Insgesamt wuchsen bei den Sparkassen die Bestände an Gewerbe- und Unternehmenskrediten im ersten Halbjahr 2022 um 3,8 Prozent bzw. 19 Mrd. Euro auf insgesamt 515 Mrd. Euro. „Wir bekennen uns klar dazu, die notwendige Transformation in den Unternehmen – und auch in den Privathaushalten – zu finanzieren und dazu alle unsere Kräfte einzusetzen. Die Sparkassen-Finanzgruppe ist dazu sehr solide aufgestellt. Und auch die Zinswende der Europäischen Zentralbank wird sich erst auf lange Sicht als wesentlicher Faktor in der Kostenstruktur der Unternehmen auswirken. Schließlich sind über 80 Prozent der Sparkassenkredite an Unternehmen und Selbstständige langfristige Kredite mit einer Laufzeit von mehr als fünf Jahren“, machte Schleweis deutlich und ergänzte: „Die große Mehrheit unserer Firmenkundenexperten bestätigt dies aus der Kenntnis der konkreten Unternehmen. Danach wird die Ertragslage primär beeinflusst von den Entwicklungen der Materialpreise und von Lohnsteigerungen. Für einzelne Branchen, etwa die kapitalintensive Immobilienbranche, sind steigende Zinsen allerdings durchaus eine ernstzunehmende Herausforderung.“

Ein enorm wichtiger Faktor für den deutschen Mittelstand und insbesondere für konsumnahe Branchen werde in den nächsten Monaten die Einkommenssituation und die Konsumneigung der privaten Haushalte sein. Die erheblichen Preissteigerungen der vergangenen Monate seien ein massiver Dämpfer: Bei den aktuellen Preissprüngen benötigten eigenen Berechnungen zufolge 60 Prozent der Haushalte ihre gesamten monatlichen Einkünfte und mehr, um die laufenden Ausgaben zu decken. Haushalte mit monatlichen Nettoeinkommen unter 3.600 Euro werden am Monatsende kein Geld mehr übrighaben und Lücken teilweise durch eigene Ersparnisse ausgleichen müssen.
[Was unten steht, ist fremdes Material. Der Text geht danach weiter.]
//! sqlx-backed implementation of the connection capability.

use std::str::FromStr;
use std::sync::Arc;
use std::time::Duration;

use jazzdb_core::connection::{BoxFuture, ConnectionResult};
use jazzdb_core::{Connection, ConnectionError, Dialect, ResultSet, RowMode, Session, Statement};
use sqlx::pool::PoolConnection;
use sqlx::sqlite::{SqliteConnectOptions, SqlitePool, SqlitePoolOptions};
use sqlx::Sqlite;
use tracing::{debug, info};

use crate::config::{is_in_memory, SqliteConfig};
use crate::dialect::SqliteDialect;
use crate::row::{bind_param, column_names, decode_row};

const SCHEME: &str = "sqlite:";

fn driver_error(err: sqlx::Error) -> ConnectionError {
    ConnectionError::with_source(err.to_string(), err)
}

/// Runs a statement on any sqlx executor: the pool or a checked-out connection.
async fn run<'c, E>(executor: E, statement: &Statement, mode: RowMode) -> ConnectionResult<ResultSet>
where
    E: sqlx::Executor<'c, Database = Sqlite>,
{
    debug!(sql = %statement.sql, params = statement.params.len(), "Executing SQL");

    let query = statement
        .params
        .iter()
        .cloned()
        .fold(sqlx::query(&statement.sql), bind_param);

    if mode == RowMode::Count {
        let result = query.execute(executor).await.map_err(driver_error)?;
        return Ok(ResultSet::affected(result.rows_affected()));
    }

    let rows = query.fetch_all(executor).await.map_err(driver_error)?;
    let columns = rows.first().map(column_names).unwrap_or_default();
    let rows = rows.iter().map(decode_row).collect::<ConnectionResult<Vec<_>>>()?;
    Ok(ResultSet {
        columns,
        rows,
        rows_affected: 0,
    })
}

/// A SQLite connection pool.
#[derive(Debug, Clone)]
pub struct SqliteBackend {
    pool: SqlitePool,
}

impl SqliteBackend {
    /// Wraps an existing pool.
    #[must_use]
    pub fn from_pool(pool: SqlitePool) -> Self {
        Self { pool }
    }

    /// Creates a pool that connects on first use.
    ///
    /// Accepts `sqlite::memory:`, `sqlite://path.db` and `sqlite:path.db`,
    /// with the scheme matched case-insensitively. The connection string is
    /// never included in errors. Must be called from within a Tokio runtime.
    pub fn connect_lazy(connection_string: &str, config: &SqliteConfig) -> ConnectionResult<Self> {
        let rest = connection_string
            .get(..SCHEME.len())
            .filter(|scheme| scheme.eq_ignore_ascii_case(SCHEME))
            .map(|_| &connection_string[SCHEME.len()..])
            .ok_or_else(|| ConnectionError::new("expected a sqlite: connection string"))?;

        let options = SqliteConnectOptions::from_str(&format!("{SCHEME}{rest}"))
            .map_err(|_| ConnectionError::new("invalid sqlite connection string"))?
            .create_if_missing(config.create_if_missing);

        let pool = if is_in_memory(connection_string) {
            SqlitePoolOptions::new()
                .max_connections(1)
                .idle_timeout(None::<Duration>)
                .max_lifetime(None::<Duration>)
                .connect_lazy_with(options)
        } else {
            SqlitePoolOptions::new()
                .max_connections(config.max_connections)
                .connect_lazy_with(options)
        };

        info!(
            in_memory = is_in_memory(connection_string),
            "Created sqlite pool"
        );
        Ok(Self { pool })
    }

    /// Returns the underlying pool.
    #[must_use]
    pub fn pool(&self) -> &SqlitePool {
        &self.pool
    }
}

impl Connection for SqliteBackend {
    fn name(&self) -> &'static str {
        "sqlite"
    }

    fn dialect(&self) -> &dyn Dialect {
        &SqliteDialect
    }

    fn execute<'a>(
        &'a self,
        statement: &'a Statement,
        mode: RowMode,
    ) -> BoxFuture<'a, ConnectionResult<ResultSet>> {
        Box::pin(run(&self.pool, statement, mode))
    }

    fn acquire(&self) -> BoxFuture<'_, ConnectionResult<Box<dyn Session>>> {
        Box::pin(async move {
            let conn = self.pool.acquire().await.map_err(driver_error)?;
            Ok(Box::new(SqliteSession { conn }) as Box<dyn Session>)
        })
    }

    fn close(&self) -> BoxFuture<'_, ()> {
        Box::pin(async move {
            self.pool.close().await;
            info!("Closed sqlite pool");
        })
    }
}

/// One pooled SQLite connection held for exclusive use.
pub struct SqliteSession {
    conn: PoolConnection<Sqlite>,
}

impl Session for SqliteSession {
    fn execute<'a>(
        &'a mut self,
        statement: &'a Statement,
        mode: RowMode,
    ) -> BoxFuture<'a, ConnectionResult<ResultSet>> {
        Box::pin(run(&mut *self.conn, statement, mode))
    }

    fn release(self: Box<Self>) -> BoxFuture<'static, ()> {
        Box::pin(async move {
            drop(self.conn);
        })
    }
}

/// Claims `sqlite:` connection strings for a backend registry.
///
/// Returns `None` for any other scheme.
pub fn matcher(connection_string: &str) -> Option<ConnectionResult<Arc<dyn Connection>>> {
    let claimed = connection_string
        .get(..SCHEME.len())
        .is_some_and(|scheme| scheme.eq_ignore_ascii_case(SCHEME));
    if !claimed {
        return None;
    }

    Some(
        SqliteBackend::connect_lazy(connection_string, &SqliteConfig::default())
            .map(|backend| Arc::new(backend) as Arc<dyn Connection>),
    )
}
Für Gastgewerbe, Tourismus, Einzelhandel und andere persönliche Dienstleister bedeute das, dass sie sich auf massive Änderungen im Kundenverhalten einstellen müssen.

Fazit: „Die Unternehmen und das Land als Ganzes stehen vor einer enormen Kraftanstrengung: Energie sparen, Energie effizienter einsetzen und sich unabhängiger machen von fossiler Energie – das ist die eine große Herausforderung“, so der DSGV-Chef. Die andere bestehe in der Neuaufstellung der Lieferketten, der Diversifizierung der Lieferbeziehungen und dem Knüpfen neuer globaler Geschäftsbeziehungen. Diese Herausforderung müsse Hand in Hand gehen mit einer Neudefinition der globalen Wirtschaftspolitik Europas und Deutschlands. „Wir müssen jenseits von Diktaturen und Autokratien mehr Handelsbeziehungen knüpfen und uns international breiter aufstellen.“

Mit der aktuellen Krise entschlossen und klug umzugehen, bedeute zugleich, künftigen Krisen vorzubeugen sowie Wohlstand und Lebensqualität langfristig zu sichern. Die deutschen Unternehmen, vor allem der Mittelstand, trage maßgeblich zur Krisenresilienz Deutschlands bei. „Nur mit ihm wird es eine erfolgreiche ökologische und energetische Transformation geben. Die Sparkassen stehen dabei klar und verlässlich an der Seite der mittelständischen Unternehmen“, stellte Schleweis fest.